Li & Fung warns on operating profits
Li & Fung, the Hong Kong clothes seller and retail sourcing group, has handed its investors a weekend dilemma by warning that full-year operating profits would come in 40 per cent below expectations.
The company, which has interests in brands such as Gieves & Hawkes and Cerruti through a sister company and supplies goods to Walmart and Target, made its announcement after the market had closed on Friday, leaving investors unable to trade on the news until Monday morning.*
Restructuring costs and provisions at Li & Fung’s US business were blamed for the expected shortfall, which the company said would mean that full-year profits attributable to shareholders were unlikely to beat those of 2011.

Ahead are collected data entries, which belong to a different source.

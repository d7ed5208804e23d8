//! View pipeline tests: compress → rank → filter → score → sort

mod common;

use resultgraph_core::*;

fn run(request: &ViewRequest) -> ResultView {
    ViewPipeline::default()
        .run(&common::result_set(), request)
        .unwrap()
}

#[test]
fn test_default_view_sorts_by_score() {
    let view = run(&ViewRequest::default());
    assert_eq!(view.ids(), vec!["r1", "r2"]);
    assert_eq!(view.hidden, 0);
    assert_eq!(view.total(), 2);
    assert_eq!(view.mode, SortMode::Standard);
}

#[test]
fn test_novelty_boost_reorders() {
    let request = ViewRequest::default().with_weights(ScoreWeights::novelty_boost());
    assert_eq!(run(&request).ids(), vec!["r2", "r1"]);
}

#[test]
fn test_counts_are_recomputed() {
    let view = run(&ViewRequest::default());
    let r1 = view.get("r1").unwrap();
    // PMID:1, PMC:2, NCT0001
    assert_eq!(r1.result.evidence_count, 3);
    // p1 (folding p2), p3 and sp1 under p3
    assert_eq!(r1.result.path_count, 3);
    assert_eq!(r1.paths.len(), 2);
}

#[test]
fn test_excluded_paths_hide_results() {
    let request = ViewRequest::default().with_filters(vec![Filter::exclude("fda:approved")]);
    let view = run(&request);
    // r2's only path is FDA approved; r1 survives through p3.
    assert_eq!(view.ids(), vec!["r1"]);
    assert_eq!(view.hidden, 1);

    let r1 = view.get("r1").unwrap();
    assert!(!r1.path_filter_state.is_kept("p1"));
    assert!(r1.path_filter_state.is_kept("p3"));
    let order: Vec<&str> = r1.paths.iter().map(|p| p.id.as_str()).collect();
    assert_eq!(order, vec!["p3", "p1"]);
    assert_eq!(r1.rank_of("p1"), Some(1000.0));
    // Only p3 and its support remain.
    assert_eq!(r1.result.path_count, 2);
    assert_eq!(r1.result.evidence_count, 2);
}

#[test]
fn test_pathless_result_hidden_only_by_path_filters() {
    let mut results = common::results();
    results.push(ResultRecord::new("r3", "Naproxen", &["ghost"]));
    let set = ResultSet::from_parts(common::store(), results, Status::Complete);
    let pipeline = ViewPipeline::default();

    let view = pipeline.run(&set, &ViewRequest::default()).unwrap();
    assert!(view.get("r3").is_some());
    assert_eq!(view.hidden, 0);
    let r3 = view.get("r3").unwrap();
    assert!(r3.paths.is_empty());
    assert_eq!(r3.result.path_count, 0);

    // Result-level filters still apply.
    let request = ViewRequest::default().with_filters(vec![Filter::include("str:napro")]);
    assert_eq!(pipeline.run(&set, &request).unwrap().ids(), vec!["r3"]);

    for filter in [Filter::include("ev:pubs"), Filter::exclude("fda:approved")] {
        let request = ViewRequest::default().with_filters(vec![filter]);
        let view = pipeline.run(&set, &request).unwrap();
        assert!(view.get("r3").is_none());
    }
}

#[test]
fn test_text_filters() {
    let include = ViewRequest::default().with_filters(vec![Filter::include("str:asp")]);
    assert_eq!(run(&include).ids(), vec!["r1"]);

    let exclude = ViewRequest::default().with_filters(vec![Filter::exclude("str:asp")]);
    assert_eq!(run(&exclude).ids(), vec!["r2"]);
}

#[test]
fn test_user_save_filters() {
    let saves = UserSaves::default().bookmark("r2").annotate("r1");
    let bookmarked = ViewRequest::default()
        .with_user_saves(saves.clone())
        .with_filters(vec![Filter::include("sv:bookmarked")]);
    assert_eq!(run(&bookmarked).ids(), vec!["r2"]);

    let without_notes = ViewRequest::default()
        .with_user_saves(saves)
        .with_filters(vec![Filter::exclude("sv:notes")]);
    assert_eq!(run(&without_notes).ids(), vec!["r2"]);
}

#[test]
fn test_selection_highlights_merged_paths() {
    let request = ViewRequest::default().with_selection(["p2".to_string()]);
    let view = run(&request);
    let r1 = view.get("r1").unwrap();
    // p2 was folded into p1, so p1 carries the highlight.
    assert_eq!(r1.paths[0].id, "p1");
    assert!(r1.paths[0].highlighted);
    assert!(!r1.paths[1].highlighted);
}

#[test]
fn test_pipeline_is_idempotent() {
    let request = ViewRequest::default()
        .with_filters(vec![Filter::include("ev:pubs"), Filter::exclude("str:ibu")])
        .with_sort("nameLowHigh".parse().unwrap());
    assert_eq!(run(&request), run(&request));
}

#[test]
fn test_error_snapshot_short_circuits() {
    let set = ResultSet::from_parts(common::store(), common::results(), Status::Error);
    let err = ViewPipeline::default()
        .run(&set, &ViewRequest::default())
        .unwrap_err();
    assert!(matches!(err, EngineError::NoUsableResults { .. }));
}

#[test]
fn test_pathfinder_results_sort_by_plain_score() {
    let mut results = common::results();
    results[0].score = Some(ResultScore::Plain(1.0));
    results[1].score = Some(ResultScore::Plain(5.0));
    let set = ResultSet::from_parts(common::store(), results, Status::Complete);
    let view = ViewPipeline::default().run(&set, &ViewRequest::default()).unwrap();
    assert_eq!(view.mode, SortMode::Pathfinder);
    assert_eq!(view.ids(), vec!["r2", "r1"]);
}

#[test]
fn test_evidence_and_render_on_demand() {
    let set = common::result_set();
    let pipeline = ViewPipeline::default();
    let evidence = pipeline.evidence_for(&set, "r1").unwrap();
    assert_eq!(evidence.publication_count(), 3);
    let graph = pipeline.render_for(&set, "r1").unwrap();
    assert_eq!(graph.edges.len(), 4);
    assert!(pipeline.evidence_for(&set, "missing").is_none());
}

#[test]
fn test_annotate_counts_without_filters() {
    let annotated = annotate_counts(&common::result_set());
    assert_eq!(annotated[0].evidence_count, 3);
    assert_eq!(annotated[0].path_count, 3);
    assert_eq!(annotated[1].evidence_count, 0);
    assert_eq!(annotated[1].path_count, 1);
}

#[test]
fn test_pagination() {
    let view = run(&ViewRequest::default());
    assert_eq!(view.page(0, 1).len(), 1);
    assert_eq!(view.page(1, 1)[0].id(), "r2");
    assert!(view.page(5, 10).is_empty());
}

#[test]
fn test_view_request_parses_from_json() {
    let request: ViewRequest = serde_json::from_str(
        r#"{"filters": [{"id": "fda:approved", "negated": true}], "sort": "nameHighLow"}"#,
    )
    .unwrap();
    assert_eq!(request.filters[0].id, "fda:approved");
    assert!(request.filters[0].negated);
    assert_eq!(request.sort.to_string(), "nameHighLow");
    assert_eq!(request.weights, ScoreWeights::default());
}
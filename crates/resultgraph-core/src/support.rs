//! Support Traversal.
//!
//! Walks edges → support paths → their edges → ... with an explicit stack
//! and a visited set keyed by path id. A path is expanded at most once, so
//! self-referential or mutually-supporting paths terminate.

use crate::model::{Path, PathId};
use crate::store::GraphStore;
use ahash::AHashSet;
use std::collections::BTreeSet;

/// Result of one traversal.
#[derive(Debug, Clone, Default)]
pub struct SupportWalk {
    /// Every support path id reached, including initial paths reached again
    /// through support.
    pub support_ids: BTreeSet<PathId>,
    /// Initial paths followed by every support path that resolved, in the
    /// order they were expanded.
    pub order: Vec<PathId>,
}

/// Walk the support closure of `initial`.
///
/// Initial paths need not live in the store (compressed paths usually do
/// not); discovered support paths are resolved through it, and ids that do
/// not resolve are recorded but not expanded.
pub fn walk_support<'p>(
    store: &GraphStore,
    initial: impl IntoIterator<Item = &'p Path>,
) -> SupportWalk {
    let mut walk = SupportWalk::default();
    let mut visited: AHashSet<PathId> = AHashSet::new();
    let mut stack: Vec<PathId> = Vec::new();

    for path in initial {
        if visited.insert(path.id.clone()) {
            walk.order.push(path.id.clone());
            expand(store, path, &mut walk, &mut visited, &mut stack);
        }
    }

    while let Some(path_id) = stack.pop() {
        let Some(path) = store.get_path(&path_id) else {
            tracing::warn!(path_id = %path_id, "support path missing from result set; skipping");
            continue;
        };
        walk.order.push(path_id);
        expand(store, path, &mut walk, &mut visited, &mut stack);
    }
    walk
}

fn expand(
    store: &GraphStore,
    path: &Path,
    walk: &mut SupportWalk,
    visited: &mut AHashSet<PathId>,
    stack: &mut Vec<PathId>,
) {
    for edge in store.get_edges(path.all_edge_ids()) {
        for support_id in edge.support_ids() {
            walk.support_ids.insert(support_id.to_string());
            if visited.insert(support_id.to_string()) {
                stack.push(support_id.to_string());
            } else {
                tracing::trace!(path_id = %support_id, "support path already visited");
            }
        }
    }
}

/// All support path ids reachable from `initial`.
pub fn get_all_support_path_ids<'p>(
    store: &GraphStore,
    initial: impl IntoIterator<Item = &'p Path>,
) -> BTreeSet<PathId> {
    walk_support(store, initial).support_ids
}

/// Paths a set of top-level paths contributes once support is counted:
/// the top-level paths plus every distinct support path below them.
pub fn effective_path_count<'p>(
    store: &GraphStore,
    paths: impl IntoIterator<Item = &'p Path>,
) -> usize {
    walk_support(store, paths).order.len()
}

The group had told investors in August that profits attributable to shareholders for the first half were 33 per cent ahead of those in the first half of 2011. However, its shares lost a fifth of their value after the results because of a drop in operating profits at its distribution business, which was hit by the higher leather costs in footwear and handbags and also by restructuring costs.
Analysts said they had expected a fall in operating profits but were surprised by the extent.
'My sense is that cost blowouts are not the whole story,' said Peter Kennan, managing partner of Black Crane Capital, which has a short position in the company. 'Li & Fung’s gross margins and market share are under pressure.'
The group’s shares have risen almost 22 per cent since mid-November, but declined more than 5.5 per cent over this week ahead of the profit warning and finished on Friday at HK$13.88.
Li & Fung said its preliminary review of 2012 management accounts had revealed that its 'efforts to improve the second-half results will not achieve an improvement in core operating profit, and core operating profit is expected to be lower by approximately 40 per cent compared to the corresponding period in 2011'.
Li & Fung is restructuring the US business and cutting the number of brands it distributes as its struggles to boost profitability. Late last month it sidelined the head of the US business, Richard Nixon Darling, putting him into what it called a 'non-operating role' and promoting Dow Peter Famulak to the post.
The group said that the rest of its businesses were performing as expected, although it added that profits would be supported by accounting gains from the writing back of 'several contingent considerations'. These are deferred agreements, or 'earnouts', where part of payment for a deal is contingent on its future performance.
Such writebacks are signs that Li & Fung’s acquisitions have not been performing as well as it had initially expected. Most of its deals are paid for in about one-third cash, and two-thirds delayed earnouts.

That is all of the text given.